SEC Seeks Judgment in Case Against Ex-JPMorgan Bankers

BRADENTON, Fla. - The Securities and Exchange Commission has filed a motion for summary judgment in its securities fraud case against two former JPMorgan bankers who were involved in Jefferson County's sewer deals and swaps.

The SEC said in a 50-page filing on Friday that its case proves that Charles LeCroy and Douglas MacFaddin violated the securities act by failing to disclose payments to others who did no work on swaps between the county and JPMorgan.

Those swaps cost the county higher fees, and cost sewer system customers higher rates, the commission alleged.

LeCroy and MacFaddin also failed to disclose information about payments that would have been material to bond investors even if the payments did not increase the county's costs, the filing said.

"Any reasonable investor would have wanted to know that bonds in which he or she was investing were being offered by an underwriter who had procured the county's business through a corrupt process of paying off friends and associates of [county] commissioners," the SEC said.

The approximately $3.2 billion sewer deals - most at the heart of the ex-banker's case - were a major reason Jefferson County filed for bankruptcy in November 2011.

The SEC also said the bankers had a duty to disclose the improper payments, and that there are numerous undisputed facts upon which the court should also rule affirmatively.

The case is before U.S. District Judge Abdul Kallon and trial is currently set for July 14. Motions in advance of the trial were due to be filed by Jan. 30.

The SEC filed a civil suit against the former bankers in November 2009 alleging that they made more than $8 million in undisclosed payments to close friends of certain county commissioners and broker-dealers to obtain Jefferson County's business for JPMorgan.

The case was delayed several years because the men sought to depose Douglas Goldberg, the senior vice president of CDR Financial Products Inc., and Jefferson County's swap advisor.

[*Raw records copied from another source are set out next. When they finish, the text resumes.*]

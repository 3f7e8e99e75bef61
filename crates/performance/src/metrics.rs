//! Per-bucket performance evaluation from realized trades.

use chrono::{DateTime, Duration, Utc};
use satellite_core::types::{SatelliteSettings, Trade};
use satellite_core::Result;
use serde::{Deserialize, Serialize};
use std::sync::Arc;
use tracing::info;

use crate::lots::{equity_curve, initial_capital, match_trades, ClosedTrade};
use crate::ratios::{
    annualize, calmar_ratio, composite_score, max_drawdown, profit_factor, sharpe_ratio,
    sortino_ratio, std_dev, win_rate, ScoreInputs,
};

/// Raw trades required before a bucket is evaluated.
pub const MIN_TRADES: usize = 5;

/// Closed (matched) trades required before a bucket is evaluated.
pub const MIN_CLOSED_TRADES: usize = 3;

/// Source of executed trades.
#[cfg_attr(test, mockall::automock)]
#[async_trait::async_trait]
pub trait TradeRepository: Send + Sync {
    /// All trades executed in `[start, end]`, across buckets.
    async fn get_trades_in_range(
        &self,
        start: DateTime<Utc>,
        end: DateTime<Utc>,
    ) -> Result<Vec<Trade>>;
}

/// Performance of one bucket over an evaluation window.
#[derive(Debug, Clone, PartialEq, Serialize, Deserialize)]
pub struct PerformanceMetrics {
    pub bucket_id: String,
    pub period_days: u32,

    // Returns, percent
    pub total_return: f64,
    pub annualized_return: f64,

    // Risk, percent
    pub volatility: f64,
    pub downside_volatility: f64,
    pub max_drawdown: f64,

    // Risk-adjusted
    pub sharpe_ratio: f64,
    pub sortino_ratio: f64,
    pub calmar_ratio: f64,

    // Trades
    pub total_trades: usize,
    pub winning_trades: usize,
    pub losing_trades: usize,
    pub win_rate: f64,
    pub profit_factor: f64,
    pub avg_win: f64,
    pub avg_loss: f64,
    pub largest_win: f64,
    pub largest_loss: f64,

    pub composite_score: f64,

    pub start_date: DateTime<Utc>,
    pub end_date: DateTime<Utc>,
    pub calculated_at: DateTime<Utc>,
}

/// Compute metrics from already-fetched trades of one bucket.
///
/// Returns `None` when there are fewer than [`MIN_TRADES`] trades or they
/// close fewer than [`MIN_CLOSED_TRADES`] lots.
pub fn evaluate_trades(
    bucket_id: &str,
    trades: &[Trade],
    settings: &SatelliteSettings,
    start_date: DateTime<Utc>,
    end_date: DateTime<Utc>,
) -> Option<PerformanceMetrics> {
    if trades.len() < MIN_TRADES {
        info!(
            bucket_id = %bucket_id,
            trade_count = trades.len(),
            "Insufficient trades for performance calculation"
        );
        return None;
    }

    let closed = match_trades(trades);
    if closed.len() < MIN_CLOSED_TRADES {
        info!(
            bucket_id = %bucket_id,
            closed_trade_count = closed.len(),
            "Insufficient closed trades for performance calculation"
        );
        return None;
    }

    Some(metrics_from_closed(
        bucket_id, &closed, settings, start_date, end_date,
    ))
}

fn metrics_from_closed(
    bucket_id: &str,
    closed: &[ClosedTrade],
    settings: &SatelliteSettings,
    start_date: DateTime<Utc>,
    end_date: DateTime<Utc>,
) -> PerformanceMetrics {
    let equity = equity_curve(closed);
    let returns: Vec<f64> = closed.iter().map(|c| c.return_pct).collect();
    let profit_losses: Vec<f64> = closed.iter().map(|c| c.profit_loss).collect();

    let capital = initial_capital(closed);
    let total_pnl = equity.last().copied().unwrap_or(0.0);
    let total_return = if capital > 0.0 {
        total_pnl / capital * 100.0
    } else {
        0.0
    };
    let period_days = settings.evaluation_period_days;
    let annualized_return = annualize(total_return / 100.0, f64::from(period_days)) * 100.0;

    let downside: Vec<f64> = returns.iter().copied().filter(|r| *r < 0.0).collect();
    let volatility = std_dev(&returns) * 100.0;
    let downside_volatility = std_dev(&downside) * 100.0;
    let max_drawdown_pct = max_drawdown(&equity).max_drawdown * 100.0;

    let sharpe = sharpe_ratio(&returns, settings.risk_free_rate);
    let sortino = sortino_ratio(&returns, settings.sortino_mar);
    let calmar = calmar_ratio(annualized_return, max_drawdown_pct);

    let (win_rate_pct, winning_trades, losing_trades) = win_rate(&profit_losses);
    let profit_factor = profit_factor(&profit_losses);

    let wins: Vec<f64> = profit_losses.iter().copied().filter(|p| *p > 0.0).collect();
    let losses: Vec<f64> = profit_losses.iter().copied().filter(|p| *p < 0.0).collect();
    let avg = |values: &[f64]| {
        if values.is_empty() {
            0.0
        } else {
            values.iter().sum::<f64>() / values.len() as f64
        }
    };
    let largest_win = wins.iter().copied().fold(0.0, f64::max);
    let largest_loss = losses.iter().copied().fold(0.0, f64::min);

    let composite = composite_score(ScoreInputs {
        sharpe,
        sortino,
        profit_factor,
        win_rate: win_rate_pct,
        calmar,
    });

    info!(
        bucket_id = %bucket_id,
        closed_trades = closed.len(),
        total_return,
        sharpe,
        sortino,
        composite_score = composite,
        "Bucket performance calculated"
    );

    PerformanceMetrics {
        bucket_id: bucket_id.to_string(),
        period_days,
        total_return,
        annualized_return,
        volatility,
        downside_volatility,
        max_drawdown: max_drawdown_pct,
        sharpe_ratio: sharpe,
        sortino_ratio: sortino,
        calmar_ratio: calmar,
        total_trades: closed.len(),
        winning_trades,
        losing_trades,
        win_rate: win_rate_pct,
        profit_factor,
        avg_win: avg(&wins),
        avg_loss: avg(&losses),
        largest_win,
        largest_loss,
        composite_score: composite,
        start_date,
        end_date,
        calculated_at: Utc::now(),
    }
}

/// Fetches a bucket's trades and evaluates them.
#[derive(Clone)]
pub struct PerformanceService {
    trades: Arc<dyn TradeRepository>,
}

impl PerformanceService {
    pub fn new(trades: Arc<dyn TradeRepository>) -> Self {
        Self { trades }
    }

    pub async fn calculate_bucket_performance(
        &self,
        bucket_id: &str,
        settings: &SatelliteSettings,
    ) -> Result<Option<PerformanceMetrics>> {
        self.calculate_bucket_performance_at(bucket_id, settings, Utc::now())
            .await
    }

    /// Evaluate `[now - evaluation_period_days, now]`. `None` means insufficient data.
    pub async fn calculate_bucket_performance_at(
        &self,
        bucket_id: &str,
        settings: &SatelliteSettings,
        now: DateTime<Utc>,
    ) -> Result<Option<PerformanceMetrics>> {
        let start = now - Duration::days(i64::from(settings.evaluation_period_days));
        let bucket_trades: Vec<Trade> = self
            .trades
            .get_trades_in_range(start, now)
            .await?
            .into_iter()
            .filter(|t| t.bucket_id.as_deref() == Some(bucket_id))
            .collect();

        Ok(evaluate_trades(bucket_id, &bucket_trades, settings, start, now))
    }
}

#[cfg(test)]
mod tests {
    use super::*;
    use satellite_core::types::TradeSide;
    use satellite_core::Error;

    fn day(n: i64) -> DateTime<Utc> {
        Utc::now() - Duration::days(60) + Duration::days(n)
    }

    fn round_trips(bucket_id: &str, sells: &[f64]) -> Vec<Trade> {
        let mut trades = Vec::new();
        for (i, &sell) in sells.iter().enumerate() {
            let i = i as i64 * 2;
            trades.push(Trade::new("AAPL", TradeSide::Buy, 10.0, 100.0, day(i)).for_bucket(bucket_id));
            trades.push(Trade::new("AAPL", TradeSide::Sell, 10.0, sell, day(i + 1)).for_bucket(bucket_id));
        }
        trades
    }

    #[test]
    fn test_insufficient_data_is_none() {
        let settings = SatelliteSettings::new("s1");
        let four = round_trips("s1", &[110.0, 120.0])[..4].to_vec();
        assert!(evaluate_trades("s1", &four, &settings, day(0), day(10)).is_none());

        // Five trades but only two closed
        let mut trades = round_trips("s1", &[110.0, 120.0]);
        trades.push(Trade::new("MSFT", TradeSide::Buy, 1.0, 10.0, day(9)));
        assert!(evaluate_trades("s1", &trades, &settings, day(0), day(10)).is_none());
    }

    #[test]
    fn test_metrics_from_round_trips() {
        let settings = SatelliteSettings::new("s1");
        let trades = round_trips("s1", &[110.0, 95.0, 120.0, 105.0]);
        let metrics = evaluate_trades("s1", &trades, &settings, day(0), day(10)).unwrap();

        assert_eq!(metrics.total_trades, 4);
        assert_eq!(metrics.winning_trades, 3);
        assert_eq!(metrics.losing_trades, 1);
        assert!((metrics.win_rate - 75.0).abs() < 1e-9);
        // pnl 100 - 50 + 200 + 50 = 300 on 4000 deployed
        assert!((metrics.total_return - 7.5).abs() < 1e-9);
        assert!((metrics.profit_factor - 7.0).abs() < 1e-9);
        assert!((metrics.largest_loss + 50.0).abs() < 1e-9);
        assert!((metrics.largest_win - 200.0).abs() < 1e-9);
        // equity 0,100,50,250,300: drawdown 50%
        assert!((metrics.max_drawdown - 50.0).abs() < 1e-9);
        assert!(metrics.composite_score.is_finite());
        assert!(metrics.sharpe_ratio > 0.0);
    }

    #[tokio::test]
    async fn test_service_filters_by_bucket_and_window() {
        let mut trades = round_trips("s1", &[110.0, 120.0, 130.0]);
        trades.extend(round_trips("other", &[50.0, 50.0, 50.0]));

        let mut repo = MockTradeRepository::new();
        repo.expect_get_trades_in_range()
            .withf(|start, end| (*end - *start).num_days() == 90)
            .times(1)
            .returning(move |_, _| Ok(trades.clone()));

        let service = PerformanceService::new(Arc::new(repo));
        let metrics = service
            .calculate_bucket_performance("s1", &SatelliteSettings::new("s1"))
            .await
            .unwrap()
            .unwrap();
        assert_eq!(metrics.total_trades, 3);
        assert_eq!(metrics.losing_trades, 0);
        assert_eq!(metrics.profit_factor, f64::INFINITY);
        assert_eq!(metrics.period_days, 90);
    }

    #[tokio::test]
    async fn test_service_propagates_repository_errors() {
        let mut repo = MockTradeRepository::new();
        repo.expect_get_trades_in_range()
            .returning(|_, _| Err(Error::External("trade history unavailable".into())));

        let service = PerformanceService::new(Arc::new(repo));
        let result = service
            .calculate_bucket_performance("s1", &SatelliteSettings::new("s1"))
            .await;
        assert!(matches!(result, Err(Error::External(_))));
    }
}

Goldberg was charged with conspiracy and wire fraud in a lengthy Department of Justice investigation into muni bid-rigging unrelated to Jefferson County. He was not allowed to give any statements under oath while the case against him was pending.

Goldberg was sentenced in May, and gave a deposition in the SEC's civil suit against MacFaddin and LeCroy in July.

The county exited bankruptcy after two years, selling $1.8 billion of 40-year refunding sewer warrants to write down the $3.2 billion debt.

The bankruptcy case is being appealed.